> [TASK DETAILS]: Go through the material line by line and copy each one with the word "clone".

> [EXERCISE INPUT]:
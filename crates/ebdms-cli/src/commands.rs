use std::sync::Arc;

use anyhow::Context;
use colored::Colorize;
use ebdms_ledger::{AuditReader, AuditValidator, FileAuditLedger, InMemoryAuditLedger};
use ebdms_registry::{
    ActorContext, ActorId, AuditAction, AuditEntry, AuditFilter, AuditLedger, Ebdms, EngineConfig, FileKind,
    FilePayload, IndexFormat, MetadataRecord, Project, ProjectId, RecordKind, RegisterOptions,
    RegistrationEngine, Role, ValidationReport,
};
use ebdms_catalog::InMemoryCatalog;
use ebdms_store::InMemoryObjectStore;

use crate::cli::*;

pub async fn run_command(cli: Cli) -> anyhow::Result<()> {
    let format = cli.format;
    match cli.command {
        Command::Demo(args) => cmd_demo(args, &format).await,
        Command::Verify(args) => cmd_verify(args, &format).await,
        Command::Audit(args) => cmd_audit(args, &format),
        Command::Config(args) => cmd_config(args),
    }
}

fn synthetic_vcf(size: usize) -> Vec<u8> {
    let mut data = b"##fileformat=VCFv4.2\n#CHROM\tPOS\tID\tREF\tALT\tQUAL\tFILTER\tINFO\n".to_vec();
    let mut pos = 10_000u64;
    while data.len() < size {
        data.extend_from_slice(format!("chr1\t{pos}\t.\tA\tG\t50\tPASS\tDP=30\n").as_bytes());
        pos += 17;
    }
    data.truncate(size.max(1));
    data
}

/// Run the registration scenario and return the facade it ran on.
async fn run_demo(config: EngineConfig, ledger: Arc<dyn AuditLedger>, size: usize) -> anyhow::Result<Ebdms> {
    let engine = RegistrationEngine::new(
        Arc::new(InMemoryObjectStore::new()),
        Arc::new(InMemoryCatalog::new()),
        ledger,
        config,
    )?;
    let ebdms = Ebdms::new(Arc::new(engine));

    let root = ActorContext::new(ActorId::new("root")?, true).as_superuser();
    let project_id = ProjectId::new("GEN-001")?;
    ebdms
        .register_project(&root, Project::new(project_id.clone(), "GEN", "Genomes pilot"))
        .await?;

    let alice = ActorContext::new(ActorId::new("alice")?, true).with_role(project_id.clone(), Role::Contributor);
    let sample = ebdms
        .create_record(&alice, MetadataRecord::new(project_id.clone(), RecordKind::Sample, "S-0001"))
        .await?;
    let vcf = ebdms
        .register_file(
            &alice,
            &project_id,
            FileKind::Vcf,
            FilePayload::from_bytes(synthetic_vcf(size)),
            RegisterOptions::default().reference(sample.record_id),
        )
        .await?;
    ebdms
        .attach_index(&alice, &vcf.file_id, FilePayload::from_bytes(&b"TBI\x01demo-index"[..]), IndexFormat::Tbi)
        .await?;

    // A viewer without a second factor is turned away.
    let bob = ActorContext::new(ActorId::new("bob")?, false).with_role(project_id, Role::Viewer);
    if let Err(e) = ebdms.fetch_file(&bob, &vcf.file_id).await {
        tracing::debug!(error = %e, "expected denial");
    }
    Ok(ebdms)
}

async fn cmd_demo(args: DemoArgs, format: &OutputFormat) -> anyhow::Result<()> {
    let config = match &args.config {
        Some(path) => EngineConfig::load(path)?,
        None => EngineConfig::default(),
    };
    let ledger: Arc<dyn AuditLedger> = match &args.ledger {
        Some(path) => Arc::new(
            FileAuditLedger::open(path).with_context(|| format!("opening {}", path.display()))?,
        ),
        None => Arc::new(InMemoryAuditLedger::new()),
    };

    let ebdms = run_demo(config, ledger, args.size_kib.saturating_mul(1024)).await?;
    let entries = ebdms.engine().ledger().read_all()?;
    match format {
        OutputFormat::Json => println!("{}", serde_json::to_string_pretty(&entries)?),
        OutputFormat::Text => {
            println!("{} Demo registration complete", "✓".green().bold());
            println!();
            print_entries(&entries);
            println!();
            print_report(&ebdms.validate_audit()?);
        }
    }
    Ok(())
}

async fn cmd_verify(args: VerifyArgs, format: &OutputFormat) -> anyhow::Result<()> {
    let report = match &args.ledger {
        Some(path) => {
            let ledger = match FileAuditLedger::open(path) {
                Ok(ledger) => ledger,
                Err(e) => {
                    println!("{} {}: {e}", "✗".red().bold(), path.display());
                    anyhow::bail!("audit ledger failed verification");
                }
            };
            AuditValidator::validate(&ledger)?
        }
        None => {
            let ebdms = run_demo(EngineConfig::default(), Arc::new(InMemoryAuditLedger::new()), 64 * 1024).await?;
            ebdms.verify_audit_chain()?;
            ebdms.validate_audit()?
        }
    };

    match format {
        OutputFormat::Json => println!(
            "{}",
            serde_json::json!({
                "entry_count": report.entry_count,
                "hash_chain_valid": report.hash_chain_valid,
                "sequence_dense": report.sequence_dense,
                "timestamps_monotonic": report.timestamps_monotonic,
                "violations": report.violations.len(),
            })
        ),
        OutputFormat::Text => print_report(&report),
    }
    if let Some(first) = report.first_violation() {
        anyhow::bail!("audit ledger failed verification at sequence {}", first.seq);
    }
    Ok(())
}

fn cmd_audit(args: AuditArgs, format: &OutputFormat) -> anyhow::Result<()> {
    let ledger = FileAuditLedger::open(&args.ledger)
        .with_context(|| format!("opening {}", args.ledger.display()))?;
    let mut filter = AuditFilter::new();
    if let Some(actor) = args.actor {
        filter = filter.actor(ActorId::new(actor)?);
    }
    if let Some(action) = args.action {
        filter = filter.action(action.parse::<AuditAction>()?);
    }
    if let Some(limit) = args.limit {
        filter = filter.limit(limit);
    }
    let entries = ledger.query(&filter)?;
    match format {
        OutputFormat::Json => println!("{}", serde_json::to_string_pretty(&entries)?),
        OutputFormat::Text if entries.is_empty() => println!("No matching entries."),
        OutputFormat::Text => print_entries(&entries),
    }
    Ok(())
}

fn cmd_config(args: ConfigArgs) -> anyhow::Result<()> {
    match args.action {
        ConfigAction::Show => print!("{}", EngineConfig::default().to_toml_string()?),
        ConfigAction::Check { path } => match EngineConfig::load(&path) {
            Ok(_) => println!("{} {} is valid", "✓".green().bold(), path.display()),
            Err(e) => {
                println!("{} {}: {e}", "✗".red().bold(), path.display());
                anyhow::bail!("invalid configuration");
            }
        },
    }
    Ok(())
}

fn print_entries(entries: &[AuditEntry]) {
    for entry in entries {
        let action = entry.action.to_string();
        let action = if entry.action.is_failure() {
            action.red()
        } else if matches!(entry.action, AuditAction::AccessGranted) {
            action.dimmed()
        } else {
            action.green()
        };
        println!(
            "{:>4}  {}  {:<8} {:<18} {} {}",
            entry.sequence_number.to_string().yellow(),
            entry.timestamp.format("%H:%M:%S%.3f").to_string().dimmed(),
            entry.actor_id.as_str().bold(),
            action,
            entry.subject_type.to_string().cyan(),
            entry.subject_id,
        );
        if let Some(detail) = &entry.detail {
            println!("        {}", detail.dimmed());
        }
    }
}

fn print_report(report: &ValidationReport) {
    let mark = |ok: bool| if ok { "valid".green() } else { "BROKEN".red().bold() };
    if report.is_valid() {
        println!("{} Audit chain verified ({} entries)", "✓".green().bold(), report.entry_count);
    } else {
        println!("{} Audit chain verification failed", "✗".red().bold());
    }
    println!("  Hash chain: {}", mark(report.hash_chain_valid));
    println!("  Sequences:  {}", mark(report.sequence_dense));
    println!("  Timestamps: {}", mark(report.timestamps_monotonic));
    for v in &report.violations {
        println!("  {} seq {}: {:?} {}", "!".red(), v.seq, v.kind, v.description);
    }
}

> [ANSWER AREA]:
        .register_project(&root, Project::new(project_id.clone(), "GEN", "Genomes pilot"))
    let alice = ActorContext::new(ActorId::new("alice")?, true).with_role(project_id.clone(), Role::Contributor);
        .create_record(&alice, MetadataRecord::new(project_id.clone(), RecordKind::Sample, "S-0001"))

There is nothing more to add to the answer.